Been thinking about this for a while - do recovery powder drinks work? Are they worth the cost? Any home-made alternatives to the big name brands?
IMHO definitely worth it after big rides. Especially if you're riding again the next day.
Ah cheers for that, Didn't realise the search was fixed 🙄
I've just had one of those chocolate milkshake things by Lucozade after an epic at Brechfa . . feel pretty good now.. and tasted good too.
No better than milk in terms of protein and carbs or speed of absorption of either.
We like them and believe they work.
TJ doesn't.
We argue about it. It amuses.
Interesting article [url= http://www.bikeradar.com/mtb/fitness/article/nutrition-why-milk-is-a-cycling-super-drink-25698 ]over here[/url]. Chocolate milk works for me, though could just be placebo. It's rather tasty so I don't care either way.
Chocolate fudge Frijj for me. Microwaved if it's cold out. I have no idea whether it does any good or not but it tastes great.
I always try to have a protein shake within the first 10-20 mins after training in the gym, running or cycling. Mix mine with water because i read this on another forum, is it true?
If you work hard and then have a milk based protein shake the increased temperature of your body will lead to the milk curdling in your stomach directly slowing down the absorption of the amino acids in the shake.one of the points about having a shake post workout is that many of the amino acids in it are pre-digested therefore go straight to where they are needed, whereas eating chicken means the amino acids needed for muscle building have to be digested from the protein first.
Anyway i always seem to recover from aching muscles faster after having protein shakes, one straight after training and one made up as a fruit smoothie a few hours later. May be the wrong thing to do but seems to work for me.
Bulk flavourless whey protein + maltodextrin + nesquick.
Since your body core is a static 37 degrees irrespective of your outer surface temperature, I'm struggling with the curdling bit TBH.
Easily accessed and metabolised protein, whatever its form up to 20 minutes after exercise certainly helps me too though.

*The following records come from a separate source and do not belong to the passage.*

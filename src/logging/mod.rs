use serde::Serialize;
use serde_json::{Map, Value};
use std::fs::{File, OpenOptions};
use std::io::{BufWriter, Write};
use std::path::{Path, PathBuf};
use std::sync::{Arc, Mutex};
use std::time::{SystemTime, UNIX_EPOCH};

use thiserror::Error;

pub type LogFields = Map<String, Value>;

#[derive(Debug, Clone, Copy, PartialEq, Eq, PartialOrd, Ord, Serialize)]
#[serde(rename_all = "lowercase")]
pub enum LogLevel {
    Trace,
    Debug,
    Info,
    Warn,
    Error,
}

#[derive(Debug, Clone, Serialize)]
pub struct LogEvent {
    pub ts_ms: u128,
    pub level: LogLevel,
    pub target: String,
    pub message: String,
    #[serde(skip_serializing_if = "LogFields::is_empty", default)]
    pub fields: LogFields,
}

impl LogEvent {
    pub fn new(level: LogLevel, target: impl Into<String>, message: impl Into<String>) -> Self {
        Self {
            ts_ms: current_ms(),
            level,
            target: target.into(),
            message: message.into(),
            fields: LogFields::new(),
        }
    }

    pub fn with_fields(
        level: LogLevel,
        target: impl Into<String>,
        message: impl Into<String>,
        fields: LogFields,
    ) -> Self {
        Self {
            fields,
            ..Self::new(level, target, message)
        }
    }

    pub fn field(&self, key: &str) -> Option<&Value> {
        self.fields.get(key)
    }
}

fn current_ms() -> u128 {
    SystemTime::now()
        .duration_since(UNIX_EPOCH)
        .map(|d| d.as_millis())
        .unwrap_or(0)
}

pub type LoggingResult<T> = std::result::Result<T, LoggingError>;

#[derive(Debug, Error)]
pub enum LoggingError {
    #[error("I/O error: {0}")]
    Io(#[from] std::io::Error),
    #[error("serialization error: {0}")]
    Serde(#[from] serde_json::Error),
    #[error("log sink poisoned")]
    Poisoned,
}

pub trait LogSink: Send + Sync {
    fn log(&self, event: &LogEvent) -> LoggingResult<()>;
}

/// Cheap-to-clone handle over a shared sink. Events below `min_level` are
/// dropped before they reach the sink.
#[derive(Clone)]
pub struct Logger {
    sink: Arc<dyn LogSink>,
    min_level: LogLevel,
}

impl Logger {
    pub fn new<S>(sink: S) -> Self
    where
        S: LogSink + 'static,
    {
        Self::from_arc(Arc::new(sink))
    }

    pub fn from_arc(sink: Arc<dyn LogSink>) -> Self {
        Self {
            sink,
            min_level: LogLevel::Trace,
        }
    }

    pub fn with_min_level(mut self, level: LogLevel) -> Self {
        self.min_level = level;
        self
    }

    pub fn enabled(&self, level: LogLevel) -> bool {
        level >= self.min_level
    }

    pub fn log(&self, level: LogLevel, target: &str, message: &str) -> LoggingResult<()> {
        self.log_event(LogEvent::new(level, target, message))
    }

    pub fn log_with_fields(
        &self,
        level: LogLevel,
        target: &str,
        message: &str,
        fields: LogFields,
    ) -> LoggingResult<()> {
        self.log_event(LogEvent::with_fields(level, target, message, fields))
    }

    pub fn log_event(&self, event: LogEvent) -> LoggingResult<()> {
        if !self.enabled(event.level) {
            return Ok(());
        }
        self.sink.log(&event)
    }
}

/// JSON-lines file sink. The file is truncated once it would grow past
/// `max_bytes`; zero disables the cap.
pub struct FileSink {
    path: PathBuf,
    max_bytes: u64,
    writer: Mutex<BufWriter<File>>,
}

impl FileSink {
    pub fn new(path: impl AsRef<Path>, max_bytes: u64) -> LoggingResult<Self> {
        let path = path.as_ref().to_path_buf();
        let file = OpenOptions::new().create(true).append(true).open(&path)?;
        Ok(Self {
            path,
            max_bytes,
            writer: Mutex::new(BufWriter::new(file)),
        })
    }

    fn write_line(&self, mut line: String) -> LoggingResult<()> {
        line.push('\n');
        let mut guard = self.writer.lock().map_err(|_| LoggingError::Poisoned)?;

        if self.should_rotate(guard.get_ref(), line.len() as u64)? {
            let file = OpenOptions::new()
                .write(true)
                .create(true)
                .truncate(true)
                .open(&self.path)?;
            *guard = BufWriter::new(file);
        }

        guard.write_all(line.as_bytes())?;
        guard.flush()?;
        Ok(())
    }

    fn should_rotate(&self, file: &File, incoming_len: u64) -> std::io::Result<bool> {
        if self.max_bytes == 0 {
            return Ok(false);
        }
        let current = file.metadata()?.len();
        Ok(current + incoming_len > self.max_bytes)
    }
}

impl LogSink for FileSink {
    fn log(&self, event: &LogEvent) -> LoggingResult<()> {
        let line = serde_json::to_string(event)?;
        self.write_line(line)
    }
}

/// Keeps every event in memory. Clones share the same buffer, so one copy
/// can be handed to a [`Logger`] while another is inspected.
#[derive(Clone, Default)]
pub struct MemorySink {
    events: Arc<Mutex<Vec<LogEvent>>>,
}

impl MemorySink {
    pub fn new() -> Self {
        Self::default()
    }

    pub fn events(&self) -> Vec<LogEvent> {
        self.events
            .lock()
            .map(|guard| guard.clone())
            .unwrap_or_default()
    }

    pub fn messages(&self) -> Vec<String> {
        self.events()
            .into_iter()
            .map(|event| event.message)
            .collect()
    }

    pub fn clear(&self) {
        if let Ok(mut guard) = self.events.lock() {
            guard.clear();
        }
    }
}

impl LogSink for MemorySink {
    fn log(&self, event: &LogEvent) -> LoggingResult<()> {
        let mut guard = self.events.lock().map_err(|_| LoggingError::Poisoned)?;
        guard.push(event.clone());
        Ok(())
    }
}

pub fn event_with_fields(
    level: LogLevel,
    target: &str,
    message: &str,
    fields: impl IntoIterator<Item = (String, Value)>,
) -> LogEvent {
    let map: LogFields = fields.into_iter().collect();
    LogEvent::with_fields(level, target, message, map)
}

pub fn json_kv(key: &str, value: impl Into<Value>) -> (String, Value) {
    (key.to_string(), value.into())
}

+1 for Frijj...awesome stuff
People seem a bit confused about recovery drinks. As I understand it, when you ride or train hard, you rip through the glycogen reserves in your muscles and liver fast. There's a window - duration uncertain, generally quoted at 20 minutes-30 minutes after you stop when your body is basically screaming for carbs and absorbs them faster. Miss that window and it takes considerably longer to top up your glycogen again and you need those reserves for efficient metabolism when riding.
The protein element in recovery drinks is because research shows that a mix of protein and carbohydrate leads to the carbo being absorbed more quickly during that glycogen refuelling window, it's not that you need big chunks of protein to rebuild muscle at this point, just that it means you absorb the carbohydrate more rapidly.
Chocolate milk shake type things have around the right balance of carbohydrate and protein, so work as well on the carbo absorption side of things as specialist recovery drinks. The latter have extra minerals etc that you might need, but you can get these elsewhere.
And that, as I understand it, is about it. In simple terms, bang some chocolate milk down within the 20-minute glycogen window after you stop exercising and your glycogen levels return to normal faster, so your recovery is better. Logically the harder your ride and the more trashed you are, the more beneficial some sort of recovery nutrition is going to be.
That's how I understand it to work anyway. There's other stuff around like the Ribose that Torq seems very keen on, but god only knows whether and how it works. Sports nutrition seems a tad band-wagonesque and it's hard to filter out the chaff.